According to the May 2024 edition of Hotel Horizons, occupancy growth for the 65 major markets is projected to increase by 0.5 percent in 2024, resulting in an average occupancy rate of 68.9 percent. However, 32 of these markets are slated to see a decline in occupancy. The outlook for nationwide occupancy is slightly worse, as CBRE is forecasting national occupancy to increase by 0.2 percent in 2024 for an annual rate of 65.4 percent, which is only 97 percent of 2019 levels. Hotel demand continues to be pressured by competition from other lodging sources, such as short-term rentals and cruise lines, as well as record outbound international travel.

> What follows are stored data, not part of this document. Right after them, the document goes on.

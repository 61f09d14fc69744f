//! Compressed tarball of the staged tree.
//!
//! The tree is renamed to the artifact base name for the duration of the
//! build so the archive unpacks into a directory of that name, then renamed
//! back whatever happens.

use crate::bundler::error::{Error, ErrorExt, Result};
use flate2::{Compression, write::GzEncoder};
use std::fs::File;
use std::path::{Path, PathBuf};

/// Archives `staged_root` as `<output_dir>/<base_name>.tar.gz`.
///
/// The top-level entry of the archive is `base_name`. Symlinks are stored as
/// links, owners are stored numerically as 0.
pub async fn archive_tree(staged_root: &Path, base_name: &str, output_dir: &Path) -> Result<PathBuf> {
    let parent = staged_root
        .parent()
        .ok_or_else(|| Error::Configuration(format!("{} has no parent", staged_root.display())))?;
    let renamed = parent.join(base_name);
    let archive = output_dir.join(format!("{}.tar.gz", base_name));

    if renamed == staged_root {
        write_archive(staged_root.to_path_buf(), base_name.to_string(), archive.clone()).await?;
        return Ok(archive);
    }
    if tokio::fs::symlink_metadata(&renamed).await.is_ok() {
        return Err(Error::Configuration(format!(
            "cannot rename staged tree: {} already exists",
            renamed.display()
        )));
    }

    tokio::fs::rename(staged_root, &renamed)
        .await
        .fs_context("renaming staged tree to", &renamed)?;

    let written = write_archive(renamed.clone(), base_name.to_string(), archive.clone()).await;
    let restored = tokio::fs::rename(&renamed, staged_root)
        .await
        .fs_context("restoring staged tree", staged_root);
    if let (Err(_), Err(e)) = (&written, &restored) {
        log::warn!("{}", e);
    }
    written?;
    restored?;

    log::info!("✓ Created archive: {}", archive.display());
    Ok(archive)
}

async fn write_archive(source: PathBuf, base_name: String, archive: PathBuf) -> Result<()> {
    if let Some(dir) = archive.parent() {
        tokio::fs::create_dir_all(dir)
            .await
            .fs_context("creating directory", dir)?;
    }

    tokio::task::spawn_blocking(move || -> Result<()> {
        let file = File::create(&archive).fs_context("creating archive", &archive)?;
        let mut builder = tar::Builder::new(GzEncoder::new(file, Compression::default()));
        builder.follow_symlinks(false);

        append_tree(&mut builder, &source, Path::new(&base_name))?;

        let encoder = builder.into_inner()?;
        encoder.finish()?;
        Ok(())
    })
    .await
    .map_err(|e| Error::GenericError(format!("archive task panicked: {}", e)))?
}

fn append_tree<W: std::io::Write>(
    builder: &mut tar::Builder<W>,
    source: &Path,
    prefix: &Path,
) -> Result<()> {
    let walker = walkdir::WalkDir::new(source)
        .follow_links(false)
        .sort_by_file_name();

    for entry in walker {
        let entry = entry?;
        let relative = entry.path().strip_prefix(source)?;
        let name = prefix.join(relative);
        let metadata = entry.path().symlink_metadata().fs_context("inspecting", entry.path())?;

        let mut header = tar::Header::new_gnu();
        header.set_metadata_in_mode(&metadata, tar::HeaderMode::Complete);
        header.set_uid(0);
        header.set_gid(0);

        let file_type = entry.file_type();
        if file_type.is_symlink() {
            let target = std::fs::read_link(entry.path()).fs_context("reading link", entry.path())?;
            header.set_size(0);
            builder.append_link(&mut header, &name, &target)?;
        } else if file_type.is_dir() {
            header.set_size(0);
            builder.append_data(&mut header, &name, std::io::empty())?;
        } else if file_type.is_file() {
            let mut file = File::open(entry.path()).fs_context("opening", entry.path())?;
            builder.append_data(&mut header, &name, &mut file)?;
        } else {
            log::debug!("Skipping special file {}", entry.path().display());
        }
    }
    Ok(())
}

Although 53 of the 65 Hotel Horizons markets are forecast to experience increases in ADR during 2024, only 32 of these markets will see ADR growth above the major market average growth rate of 1.4 percent, and 22 above the national average of 1.7 percent. Lower-priced tier hotels will see the lowest level of ADR growth at 0.1 percent, which is below both the national average and the major market average ADR growth.
Upper-priced (2.3 percent) and middle-priced (1.4 percent) markets are poised for RevPAR growth in 2024, driven by modest ADR gains. Lower-priced hotels, however, are forecast to see declines in RevPAR (-0.1 percent), which can be attributed to declining occupancy (-0.2 percent).

Supply and Demand
The supply of hotel rooms entering the major markets in 2024 is now forecast to increase by 1.1 percent, down from CBRE’s 1.2 percent supply growth forecast in May 2024. Subdued supply growth indicates that hoteliers in these markets are still faced with hotel development challenges including the high costs of debt, construction and labor.
Contrary to the overall decrease in the pace of new rooms entering the market, some U.S. cities will experience significant gains in competition during the year. Hoteliers in Nashville, Austin, Milwaukee, Cincinnati and Dallas will see the greatest growth in supply, each with a growth rate above 2.3 percent in 2024.

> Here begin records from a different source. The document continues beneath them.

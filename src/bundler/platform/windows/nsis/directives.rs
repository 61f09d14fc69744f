//! Install and uninstall directives derived from the staged file list.
//!
//! Files are ordered deepest first (by component count, then path, both
//! descending) so files sharing an output directory are adjacent and each
//! directory change costs one `SetOutPath`. Uninstall deletes every file,
//! then removes every ancestor directory once, deepest first. `RMDir`
//! without `/r` leaves non-empty directories alone, so removal is best
//! effort.

use crate::bundler::{error::Result, staging::StagedTree};
use std::collections::BTreeSet;
use std::path::{Component, Path, PathBuf};

/// One installer script directive.
///
/// Paths are relative to the install root, except [`InstallFile`], which
/// carries the staged file that `makensis` packs.
///
/// [`InstallFile`]: InstallerDirective::InstallFile
#[derive(Clone, Debug, Eq, PartialEq)]
pub enum InstallerDirective {
    /// Following files are installed into this directory.
    SetOutputDir(PathBuf),
    /// Pack this staged file into the current output directory.
    InstallFile(PathBuf),
    /// Delete this installed file.
    DeleteFile(PathBuf),
    /// Remove this installed directory if empty.
    RemoveDir(PathBuf),
}

impl InstallerDirective {
    /// Renders the directive as an NSIS statement.
    pub fn to_nsis(&self) -> String {
        match self {
            InstallerDirective::SetOutputDir(dir) => {
                format!("SetOutPath \"{}\"", install_path(dir))
            }
            InstallerDirective::InstallFile(file) => {
                format!("File \"{}\"", windows_path(file))
            }
            InstallerDirective::DeleteFile(file) => {
                format!("Delete \"{}\"", install_path(file))
            }
            InstallerDirective::RemoveDir(dir) => format!("RMDir \"{}\"", install_path(dir)),
        }
    }
}

/// Staged destinations that are installed: regular files whose source was
/// actually staged.
pub fn installable_files(tree: &StagedTree) -> Vec<PathBuf> {
    tree.entries()
        .iter()
        .filter(|entry| !entry.source.as_os_str().is_empty())
        .filter(|entry| entry.destination.is_file())
        .map(|entry| entry.destination.clone())
        .collect()
}

/// Directives that install `files` (all under `root`).
pub fn install_directives(files: &[PathBuf], root: &Path) -> Result<Vec<InstallerDirective>> {
    let mut directives = Vec::new();
    let mut out_dir: Option<PathBuf> = None;

    for (relative, staged) in sorted_relative(files, root)? {
        let dir = relative.parent().map(Path::to_path_buf).unwrap_or_default();
        if out_dir.as_ref() != Some(&dir) {
            directives.push(InstallerDirective::SetOutputDir(dir.clone()));
            out_dir = Some(dir);
        }
        directives.push(InstallerDirective::InstallFile(staged));
    }
    Ok(directives)
}

/// Directives that remove what [`install_directives`] installs.
pub fn uninstall_directives(files: &[PathBuf], root: &Path) -> Result<Vec<InstallerDirective>> {
    let sorted = sorted_relative(files, root)?;

    let mut dirs = BTreeSet::new();
    for (relative, _) in &sorted {
        let mut current = relative.parent();
        while let Some(dir) = current {
            if dir.as_os_str().is_empty() {
                break;
            }
            dirs.insert((depth(dir), windows_path(dir), dir.to_path_buf()));
            current = dir.parent();
        }
    }

    let mut directives: Vec<InstallerDirective> = sorted
        .into_iter()
        .map(|(relative, _)| InstallerDirective::DeleteFile(relative))
        .collect();
    directives.extend(
        dirs.into_iter()
            .rev()
            .map(|(_, _, dir)| InstallerDirective::RemoveDir(dir)),
    );
    Ok(directives)
}

/// Renders directives one per line.
pub fn render(directives: &[InstallerDirective]) -> String {
    directives
        .iter()
        .map(InstallerDirective::to_nsis)
        .collect::<Vec<_>>()
        .join("\n")
}

/// `(relative, staged)` pairs, deduplicated and sorted deepest first.
///
/// Ties within one depth order by the backslash-separated path string, so
/// `a-b\x` and `a\x` compare byte-wise rather than component-wise.
fn sorted_relative(files: &[PathBuf], root: &Path) -> Result<Vec<(PathBuf, PathBuf)>> {
    let mut keyed = BTreeSet::new();
    for file in files {
        let relative = normalize(file.strip_prefix(root)?);
        keyed.insert((depth(&relative), windows_path(&relative), relative, file.clone()));
    }
    Ok(keyed
        .into_iter()
        .rev()
        .map(|(_, _, relative, staged)| (relative, staged))
        .collect())
}

fn depth(path: &Path) -> usize {
    path.components().count()
}

fn normalize(path: &Path) -> PathBuf {
    path.components()
        .filter(|c| !matches!(c, Component::CurDir))
        .collect()
}

fn windows_path(path: &Path) -> String {
    path.to_string_lossy().replace('/', "\\")
}

fn install_path(relative: &Path) -> String {
    if relative.as_os_str().is_empty() {
        "$INSTDIR".to_string()
    } else {
        format!("$INSTDIR\\{}", windows_path(relative))
    }
}
//! Locating `makensis`.

use crate::bundler::error::{Error, Result};
use std::path::PathBuf;

/// Program files variables searched on Windows hosts.
const PROGRAM_FILES_VARS: &[&str] = &["ProgramFiles", "ProgramFiles(x86)"];

/// NSIS install directories below program files.
const NSIS_DIRS: &[&str] = &["NSIS", "NSIS\\Unicode"];

/// Finds `makensis` on `PATH`, then in the standard NSIS install locations.
pub fn locate_makensis() -> Result<PathBuf> {
    if let Ok(path) = which::which("makensis") {
        log::debug!("Found makensis at: {}", path.display());
        return Ok(path);
    }

    for var in PROGRAM_FILES_VARS {
        let Some(program_files) = std::env::var_os(var) else {
            continue;
        };
        for dir in NSIS_DIRS {
            let candidate = PathBuf::from(&program_files).join(dir).join("makensis.exe");
            if candidate.is_file() {
                log::debug!("Found makensis at: {}", candidate.display());
                return Ok(candidate);
            }
        }
    }

    Err(Error::Configuration(
        "makensis not found. Please install NSIS (e.g., apt-get install nsis)".into(),
    ))
}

Ten major U.S. markets, six of which are in the northeast, are forecast to experience a decline in supply during 2024. Shrinkages in supply can be attributed to the repositioning of assets across major markets, as older, less functional hotels and hotels requiring substantial renovations are being closed and redeveloped into alternative uses such as residential buildings. The markets with the most significant decreases in supply are Albany (-1.4 percent), Pittsburgh (-1.2 percent), Oklahoma City (-1.0 percent), Hartford (-0.8 percent) and Baltimore (-0.6 percent).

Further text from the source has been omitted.